DATA EXTRACTS below:
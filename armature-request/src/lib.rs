//! # Armature Request
//!
//! A fluent, blocking HTTP request builder with retry policies and
//! per-attempt trace logs.
//!
//! ## Features
//!
//! - **Fluent Builder**: Method, URL, headers, query, cookies and auth in one chain
//! - **Body Encoders**: JSON, URL-encoded forms and multipart file uploads
//! - **Retry Policies**: Retry on transport errors, status codes or status ranges
//! - **Trace Logs**: One diagnostic record per attempt, body prefix included
//! - **Expected Status**: Turn an unexpected final status into an error
//!
//! ## Quick Start
//!
//! ```rust,no_run
//! use armature_request::{HttpClient, HttpClientConfig};
//!
//! fn main() -> Result<(), Box<dyn std::error::Error>> {
//!     let client = HttpClient::new(HttpClientConfig::default())?;
//!
//!     let result = client
//!         .get("https://api.example.com/users")
//!         .set_query("page", "2")
//!         .expect_status(200)
//!         .send();
//!
//!     let users: serde_json::Value = result.json()?;
//!     println!("{users}");
//!     Ok(())
//! }
//! ```
//!
//! ## With Retries
//!
//! ```rust,no_run
//! use armature_request::{HttpClient, RetryPolicy};
//! use std::time::Duration;
//!
//! fn main() -> Result<(), Box<dyn std::error::Error>> {
//!     let client = HttpClient::with_timeout(Duration::from_secs(5))?;
//!
//!     // Retry up to twice, 100ms apart, on errors and any 5xx response.
//!     let result = client
//!         .post("https://api.example.com/orders")
//!         .retry(RetryPolicy::new(2, Duration::from_millis(100), [], 500, 599))
//!         .send_json(serde_json::json!({"item": "widget", "quantity": 5}))
//!         .log_info();
//!
//!     for log in result.logs() {
//!         println!("attempt {} -> {}", log.attempt(), log.status_code());
//!     }
//!     Ok(())
//! }
//! ```

mod body;
mod client;
mod config;
mod dispatch;
mod error;
mod request;
mod response;
mod result;
mod retry;
mod transport;

pub use body::{
    ContentKind, FileSource, MultipartFile, Payload, encode_form, encode_json, encode_multipart,
};
pub use client::{HttpClient, default_client, set_default_client};
pub use config::{HttpClientConfig, HttpClientConfigBuilder};
pub use dispatch::{Dispatcher, MAX_ATTEMPTS};
pub use error::{HttpClientError, Result, TransportErrorKind};
pub use request::{Cookie, RequestBuilder};
pub use response::Response;
pub use result::{MAX_LOG_BODY, RequestResult, TraceLog};
pub use retry::{BackoffStrategy, RetryPolicy, RetryStrategy};
pub use transport::{Transport, TransportBody};

pub use bytes::Bytes;
pub use http::{HeaderMap, Method, StatusCode, header};

/// Prelude for common imports.
pub mod prelude {
    pub use crate::{
        ContentKind, Cookie, HttpClient, HttpClientConfig, HttpClientError, MultipartFile,
        RequestBuilder, RequestResult, RetryPolicy, RetryStrategy, TraceLog,
    };
}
End of DATA EXTRACTS.
WHAT IS EXPECTED =
Repeat the data. Every word must match.

RESULT =
filename armature-request/src/lib.rs
//! # Armature Request
//!
//! A fluent, blocking HTTP request builder with retry policies and
//! per-attempt trace logs.
//!
//! ## Features
//!
//! - **Fluent Builder**: Method, URL, headers, query, cookies and auth in one chain
//! - **Body Encoders**: JSON, URL-encoded forms and multipart file uploads
//! - **Retry Policies**: Retry on transport errors, status codes or status ranges
//! - **Trace Logs**: One diagnostic record per attempt, body prefix included
//! - **Expected Status**: Turn an unexpected final status into an error
//!
//! ## Quick Start
//!
//! ```rust,no_run
//! use armature_request::{HttpClient, HttpClientConfig};
//!
//! fn main() -> Result<(), Box<dyn std::error::Error>> {
//!     let client = HttpClient::new(HttpClientConfig::default())?;
//!
//!     let result = client
//!         .get("https://api.example.com/users")
//!         .set_query("page", "2")
//!         .expect_status(200)
//!         .send();
//!
//!     let users: serde_json::Value = result.json()?;
//!     println!("{users}");
//!     Ok(())
//! }
//! ```
//!
//! ## With Retries
//!
//! ```rust,no_run
//! use armature_request::{HttpClient, RetryPolicy};
//! use std::time::Duration;
//!
//! fn main() -> Result<(), Box<dyn std::error::Error>> {
//!     let client = HttpClient::with_timeout(Duration::from_secs(5))?;
//!
//!     // Retry up to twice, 100ms apart, on errors and any 5xx response.
//!     let result = client
//!         .post("https://api.example.com/orders")
//!         .retry(RetryPolicy::new(2, Duration::from_millis(100), [], 500, 599))
//!         .send_json(serde_json::json!({"item": "widget", "quantity": 5}))
//!         .log_info();
//!
//!     for log in result.logs() {
//!         println!("attempt {} -> {}", log.attempt(), log.status_code());
//!     }
//!     Ok(())
//! }
//! ```

mod body;
mod client;
mod config;
mod dispatch;
mod error;
mod request;
mod response;
mod result;
mod retry;
mod transport;

pub use body::{
    ContentKind, FileSource, MultipartFile, Payload, encode_form, encode_json, encode_multipart,
};
pub use client::{HttpClient, default_client, set_default_client};
pub use config::{HttpClientConfig, HttpClientConfigBuilder};
pub use dispatch::{Dispatcher, MAX_ATTEMPTS};
pub use error::{HttpClientError, Result, TransportErrorKind};
pub use request::{Cookie, RequestBuilder};
pub use response::Response;
pub use result::{MAX_LOG_BODY, RequestResult, TraceLog};
pub use retry::{BackoffStrategy, RetryPolicy, RetryStrategy};
pub use transport::{Transport, TransportBody};

pub use bytes::Bytes;
pub use http::{HeaderMap, Method, StatusCode, header};

/// Prelude for common imports.
pub mod prelude {
    pub use crate::{
        ContentKind, Cookie, HttpClient, HttpClientConfig, HttpClientError, MultipartFile,
        RequestBuilder, RequestResult, RetryPolicy, RetryStrategy, TraceLog,
    };
}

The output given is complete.